Chipmaker Intel wants a piece of the growing Internet of Things market and they have developed the Intel Secure Device solution to help companies provision IoT devices in a secure and automated way.
Dipti Vachani, vice president and general manager for the Internet of Things Group at Intel, says we hear that 50 billion IoT devices will be deployed by 2020, but there is a gap between that prediction and the reality her company is seeing.
“We are not seeing customers deploying. We are seeing rock-star proofs of concept, but can they get into the factory and deploy those things [at scale],” she asked.
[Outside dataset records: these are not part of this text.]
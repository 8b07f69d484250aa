use std::path::PathBuf;
use std::str::FromStr;
use std::time::Duration;

use anyhow::{bail, Context, Result};

pub const DEFAULT_API_BASE: &str = "https://twinsync.vercel.app/api";

/// Agent configuration loaded from environment variables (and `.env` if present).
/// Every setting has a default; only malformed values are errors.
#[derive(Debug, Clone)]
pub struct Config {
    pub api_base: String,
    pub state_path: PathBuf,
    pub sync_interval: Duration,
    pub connect_timeout: Duration,
    pub request_timeout: Duration,
    pub location_max_age: Duration,
    pub location_timeout: Duration,
    pub location_permission: bool,
    pub location_file: Option<PathBuf>,
    pub step_source: Option<PathBuf>,
    pub retry_max_attempts: u32,
    pub retry_initial_delay: Duration,
    pub rust_log: String,
}

impl Config {
    pub fn from_env() -> Result<Self> {
        dotenvy::dotenv().ok(); // load .env if present; ignore if missing

        Self::from_lookup(|key| std::env::var(key).ok())
    }

    /// Builds the config from an arbitrary key lookup. `from_env` passes the
    /// process environment; tests pass a map.
    pub fn from_lookup<F>(lookup: F) -> Result<Self>
    where
        F: Fn(&str) -> Option<String>,
    {
        let config = Config {
            api_base: lookup("TWINSYNC_API_BASE")
                .unwrap_or_else(|| DEFAULT_API_BASE.to_string())
                .trim_end_matches('/')
                .to_string(),
            state_path: lookup("TWINSYNC_STATE_PATH")
                .map(PathBuf::from)
                .unwrap_or_else(|| PathBuf::from("twinsync_prefs.json")),
            sync_interval: secs(&lookup, "TWINSYNC_SYNC_INTERVAL_SECS", 15 * 60)?,
            connect_timeout: secs(&lookup, "TWINSYNC_CONNECT_TIMEOUT_SECS", 10)?,
            request_timeout: secs(&lookup, "TWINSYNC_REQUEST_TIMEOUT_SECS", 15)?,
            location_max_age: secs(&lookup, "TWINSYNC_LOCATION_MAX_AGE_SECS", 5 * 60)?,
            location_timeout: secs(&lookup, "TWINSYNC_LOCATION_TIMEOUT_SECS", 15)?,
            location_permission: parse_or(&lookup, "TWINSYNC_LOCATION_PERMISSION", true)?,
            location_file: lookup("TWINSYNC_LOCATION_FILE").map(PathBuf::from),
            step_source: lookup("TWINSYNC_STEP_SOURCE").map(PathBuf::from),
            retry_max_attempts: parse_or(&lookup, "TWINSYNC_RETRY_MAX_ATTEMPTS", 5)?,
            retry_initial_delay: secs(&lookup, "TWINSYNC_RETRY_INITIAL_SECS", 30)?,
            rust_log: lookup("RUST_LOG").unwrap_or_else(|| "info".to_string()),
        };

        if config.sync_interval.is_zero() {
            bail!("TWINSYNC_SYNC_INTERVAL_SECS must be greater than zero");
        }
        if config.retry_max_attempts == 0 {
            bail!("TWINSYNC_RETRY_MAX_ATTEMPTS must be at least 1");
        }
        Ok(config)
    }
}

fn parse_or<F, T>(lookup: &F, key: &str, default: T) -> Result<T>
where
    F: Fn(&str) -> Option<String>,
    T: FromStr,
    T::Err: std::error::Error + Send + Sync + 'static,
{
    match lookup(key) {
        Some(raw) => raw
            .trim()
            .parse::<T>()
            .with_context(|| format!("Environment variable '{key}' has an invalid value '{raw}'")),
        None => Ok(default),
    }
}

fn secs<F>(lookup: &F, key: &str, default: u64) -> Result<Duration>
where
    F: Fn(&str) -> Option<String>,
{
    parse_or(lookup, key, default).map(Duration::from_secs)
}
The company has developed a free software development kit to help the industry solve a huge problem around provisioning IoT devices. If a firm is installing hundreds of smart bulbs, all of which communicate over WiFi, how do you do it in a secure way? The SDK gives companies a way to provision automatically and ensure that whatever the device — a smart light bulb, a sensor on a piece of equipment or a video camera — is a sanctioned device and can be installed securely automatically without human intervention.
This is particularly important when you are talking about IoT scale. This is a process that can benefit from automation because humans simply can’t keep up. When hundreds of devices are being deployed, it could take months or years to do it manually. A machine can do it in hours or days.
To make this work, Intel needs to work with the entire ecosystem, starting with the IoT device manufacturers to buy into this system. If they are Intel Secure Device solution-aware through the SDK, the next step is the silicon level of machines that are provisioning these devices. Finally it requires the IoT platform vendors to also buy in, so that the provisioning can take place on their systems.
An employee installs the Intel-aware device, which communicates to a server, which is part of an IOT platform. All of the parties understand this is a sanctioned device because the SDK has connected them all together and the provisioning process takes place automatically behind the scenes with little or no human touch required.
This will require Intel winning over the industry to implement, of course, but it already boasts and impressive set of partners on all three parts of the system.
Vachani says Intel is offering this solution for free because they see it in their interest to advance the IoT industry, and provisioning has been a substantial obstacle to this point. “It takes a village to scale IoT. We are talking about lots of players coming together and that’s the challenge in IoT. It’s hard to do [something like this] with a lot of companies, and it’s something we are able to do at Intel,” she said.